Writing for the Associated Press, Mark Niesse digs into a dispute between the state of Hawaii, the federal government and chronically ill immigrants from three Pacific nations over who should foot the bill for their health care. At issue is a 1986 treaty that guarantees migration rights and assistance to folks from Micronesia, the Marshall Islands, and Palau and to help compensate for Cold War-era nuclear testing in the Pacific.
Under the treaty, many ill islanders have relocated to Hawaii, which offers better health care and quality of life than they could find in their homelands. They come from populations with “high rates of leukemia and thyroid, lung, stomach, skin and brain cancers,” at least some of which is linked to radioactive fallout from nuclear testing.
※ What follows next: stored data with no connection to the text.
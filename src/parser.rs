// src/parser.rs
use serde::Deserialize;

use crate::error::{GraphError, GraphResult};
use crate::types::{Event, Timestamp};

/// Wire format of one input line, e.g.
/// `{"created_time": "2016-03-28T23:23:12Z", "target": "Jamie-Korn", "actor": "Jordan-Gruber"}`.
#[derive(Debug, Deserialize)]
struct RawTransaction {
    created_time: Timestamp,
    target: String,
    actor: String,
}

/// Parse one input line into an event.
///
/// A line that is not valid JSON, carries an unparseable timestamp, or
/// names an empty participant is a data error: the caller skips it and it
/// produces no output line.
pub fn parse_line(line: &str) -> GraphResult<Event> {
    let raw: RawTransaction = serde_json::from_str(line)
        .map_err(|err| GraphError::MalformedRecord(err.to_string()))?;
    if raw.actor.is_empty() || raw.target.is_empty() {
        return Err(GraphError::MissingParticipant(line.trim().to_string()));
    }
    Ok(Event {
        timestamp: raw.created_time,
        actor: raw.actor,
        target: raw.target,
    })
}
Nobody is yet sure where the debate will lead, but Niesse maps out where the battle lines are drawn:
The state of Hawaii sought to save $15 million by cutting health services to more than 7,000 migrants, who are treated as legal residents lacking citizenship. Their ambiguous status, as well as their cost to taxpayers, led to the state’s proposed health reductions.
Both the Hawaii government and the migrants argue that the U.S. government should take responsibility for their health treatments.
But federal Medicaid funding to the migrant islanders was slashed when welfare reform passed in 1996, resulting in Hawaii picking up the tab. U.S. Rep. Neil Abercrombie, a Democrat representing Hawaii, said he is trying to reinstate Medicaid benefits for compact migrants as part of the pending health care legislation.